If symptoms do not improve after starting levothyroxine, re-measure TSH and if the level remains raised, adjust the dose. If symptoms persist when serum TSH is within the reference range, consider stopping levothyroxine and follow the recommendations on monitoring untreated subclinical hypothyroidism and monitoring after stopping treatment."
This may help explain in simple terms ( in case GP is simple lol) : healthunlocked.com/thyroidu... explanation-of-what-*high-tsh-is-telling-us-when-our-ft4-level-is-normal-on-levothyroxine-the-shoe-size-analogy.-*-over-2.5-3-ish
I’m a mom to an 18 year old, and not only do I want to give you a big hug, but I want to say that I am impressed with your understanding and how smart and articulate you are and how you are advocating for yourself.
You sound like a full on grown up managing your life, and when my daughter has to do things like that - she sure wishes she didn’t have to!
That being said - this board (as you probably know since you’re here) will definitely steer you right and help you navigate the NHS so you can get optimally treated and stay well.
Please tell us how it goes! We are all here for you.
It is for sure hard to navigate hypothyroidism alone without having GPs who don't listen!
To update you my doctors have had their conference and decided not to take me off levothyroxine but have also refused a dose increase. So I am going to keep pushing for a trial increase to 100mg as mentioned above and also for an endo referral. Again thanks for the support, definitely makes a huge difference being validated on here
I am not in the UK, but know that all the detailed advice above will arm you with confidence to hold the line & advance! As if navigating our health isn’t hard enough, navigating the NHS is a special skill needed!
One small addition from me - You asked about the idea of stopping Levo entirely. I have read many posts here from people on long term Levo where being taken off or going off - even for a very short time - takes months to get back to square one.
I liken our thyroid hormone adjustments to steering a big ocean liner. You tap the wheel then a week or two or four later the boat starts to turn. As you probably know, Levo has a 7 day half life. That means that if you take your pill today… half will remain after 7 days. That’s why the cumulative effect of a consistent dose, and low and slow changes up or down, are required for stability in our bloods. It’s not like taking a pill for a headache - feel the headache, take the pill, works immediately, then wears off.

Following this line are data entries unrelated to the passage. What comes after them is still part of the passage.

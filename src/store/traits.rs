//! Unified `Database` trait: single async interface for all persistence.
//!
//! The worker owns the status, activity, run and pause tables. Learner,
//! question and usage tables belong to the quiz application; the worker
//! only touches them through the methods in their sections below.

use async_trait::async_trait;
use chrono::{DateTime, NaiveDate, Utc};
use serde::{Deserialize, Serialize};

use crate::ai::{GeneratedQuestion, ProviderKind, QuestionType};
use crate::error::DatabaseError;
use crate::worker::model::{LearningPreferences, TopicHistory};
use crate::worker::status::{ActivityEntry, RunRecord, WorkerStatus};

/// A learner as stored by the quiz application. Provider fields are
/// unvalidated strings.
#[derive(Debug, Clone, PartialEq, Serialize, Deserialize)]
pub struct LearnerProfile {
    pub user_id: i64,
    pub username: String,
    pub language: String,
    pub level: String,
    pub ai_provider: String,
    pub ai_model: String,
    #[serde(skip_serializing)]
    pub ai_api_key: Option<String>,
}

/// Provider usage for one calendar month.
#[derive(Debug, Clone, Default, PartialEq, Eq, Serialize)]
pub struct UsageStats {
    pub provider: String,
    /// `YYYY-MM`.
    pub month: String,
    pub requests: u64,
    pub characters: u64,
}

/// Backend-agnostic database trait.
#[async_trait]
pub trait Database: Send + Sync {
    /// Run all pending schema migrations.
    async fn run_migrations(&self) -> Result<(), DatabaseError>;

    // ── Settings ────────────────────────────────────────────────────

    async fn get_setting(
        &self,
        user_id: &str,
        key: &str,
    ) -> Result<Option<serde_json::Value>, DatabaseError>;

    async fn set_setting(
        &self,
        user_id: &str,
        key: &str,
        value: &serde_json::Value,
    ) -> Result<(), DatabaseError>;

    async fn delete_setting(&self, user_id: &str, key: &str) -> Result<bool, DatabaseError>;

    /// All (user_id, value) pairs stored under `key`.
    async fn list_settings_by_key(
        &self,
        key: &str,
    ) -> Result<Vec<(String, serde_json::Value)>, DatabaseError>;

    // ── Worker status ───────────────────────────────────────────────

    /// Upsert everything except `last_heartbeat` and `pause_requested`.
    async fn upsert_worker_status(&self, status: &WorkerStatus) -> Result<(), DatabaseError>;

    async fn get_worker_status(&self, instance: &str)
    -> Result<Option<WorkerStatus>, DatabaseError>;

    async fn list_worker_statuses(&self) -> Result<Vec<WorkerStatus>, DatabaseError>;

    /// Move the heartbeat forward. An older timestamp never overwrites a newer one.
    async fn touch_heartbeat(&self, instance: &str, at: DateTime<Utc>)
    -> Result<(), DatabaseError>;

    async fn set_instance_pause(&self, instance: &str, paused: bool) -> Result<(), DatabaseError>;

    // ── Activity & run history ──────────────────────────────────────

    async fn append_activity(&self, entry: &ActivityEntry) -> Result<(), DatabaseError>;

    /// Newest first.
    async fn list_activity(
        &self,
        instance: Option<&str>,
        limit: usize,
    ) -> Result<Vec<ActivityEntry>, DatabaseError>;

    async fn insert_run(&self, run: &RunRecord) -> Result<(), DatabaseError>;

    /// Newest first.
    async fn list_runs(&self, instance: &str, limit: usize)
    -> Result<Vec<RunRecord>, DatabaseError>;

    /// Keep the newest `keep` activity entries of `instance`; returns rows deleted.
    async fn prune_activity(&self, instance: &str, keep: usize) -> Result<u64, DatabaseError>;

    /// Keep the newest `keep` runs of `instance`; returns rows deleted.
    async fn prune_runs(&self, instance: &str, keep: usize) -> Result<u64, DatabaseError>;

    // ── Learners ────────────────────────────────────────────────────

    /// Active, non-deleted users in ascending id order.
    async fn get_active_users(&self) -> Result<Vec<i64>, DatabaseError>;

    async fn get_learner_profile(&self, user_id: i64)
    -> Result<Option<LearnerProfile>, DatabaseError>;

    async fn get_learning_preferences(
        &self,
        user_id: i64,
    ) -> Result<Option<LearningPreferences>, DatabaseError>;

    /// Topics with accuracy below `threshold`, worst first.
    async fn get_weak_areas(
        &self,
        user_id: i64,
        threshold: f64,
        limit: usize,
    ) -> Result<Vec<String>, DatabaseError>;

    async fn get_topic_history(
        &self,
        user_id: i64,
        language: &str,
        level: &str,
    ) -> Result<Vec<TopicHistory>, DatabaseError>;

    async fn list_topics(&self, language: &str, level: &str) -> Result<Vec<String>, DatabaseError>;

    /// Questions assigned to the user on the given UTC day.
    async fn get_daily_assigned_count(
        &self,
        user_id: i64,
        date: NaiveDate,
    ) -> Result<i64, DatabaseError>;

    async fn upsert_learner(
        &self,
        profile: &LearnerProfile,
        preferences: &LearningPreferences,
        active: bool,
    ) -> Result<(), DatabaseError>;

    async fn record_topic_attempt(
        &self,
        user_id: i64,
        language: &str,
        level: &str,
        topic: &str,
        correct: bool,
        at: DateTime<Utc>,
    ) -> Result<(), DatabaseError>;

    async fn add_topic(&self, language: &str, level: &str, topic: &str)
    -> Result<(), DatabaseError>;

    // ── Questions ───────────────────────────────────────────────────

    /// Persist a generated question and return its id.
    async fn save_question(&self, question: &GeneratedQuestion) -> Result<i64, DatabaseError>;

    async fn assign_to_user(&self, question_id: i64, user_id: i64) -> Result<(), DatabaseError>;

    // ── Generation hints ────────────────────────────────────────────

    /// Create or extend a hint asking for more questions of `question_type`.
    async fn set_generation_hint(
        &self,
        user_id: i64,
        question_type: QuestionType,
        expires_at: DateTime<Utc>,
    ) -> Result<(), DatabaseError>;

    /// Unexpired hints for the user, oldest first.
    async fn get_active_hints(
        &self,
        user_id: i64,
        now: DateTime<Utc>,
    ) -> Result<Vec<QuestionType>, DatabaseError>;

    async fn clear_generation_hint(
        &self,
        user_id: i64,
        question_type: QuestionType,
    ) -> Result<bool, DatabaseError>;

    // ── Usage ───────────────────────────────────────────────────────

    async fn get_monthly_usage(
        &self,
        provider: ProviderKind,
        month: &str,
    ) -> Result<UsageStats, DatabaseError>;

    async fn record_usage(
        &self,
        provider: ProviderKind,
        month: &str,
        requests: u64,
        characters: u64,
    ) -> Result<(), DatabaseError>;
}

And because it’s all a chain reaction down to all our cells and the way they interact with all our other hormones and systems, avoid whip lash changes, and do not stop cold turkey ever.
And I see you just joined this forum yesterday. You may consider filling out your profile - and keeping it updated. As you provide updates and new posts, we do refer to profiles to help remind of your details and give best input.
Welcome to the forum! It gave me my quality of life back, and equally important, I credit it entirely with giving me the knowledge and confidence that I’m not crazy - that it IS my thyroid that causes my symptoms - and that for some totally bizarre reason doctors all over the world lack the basics of blood tests and dosing to keep us functioning and feeling well. Many of us feel the same. There are incredibly knowledgeable people here! Soon you will be one 😁
I’m excited to have you here, and to have found this forum so young, you have just saved your self decades of confusion.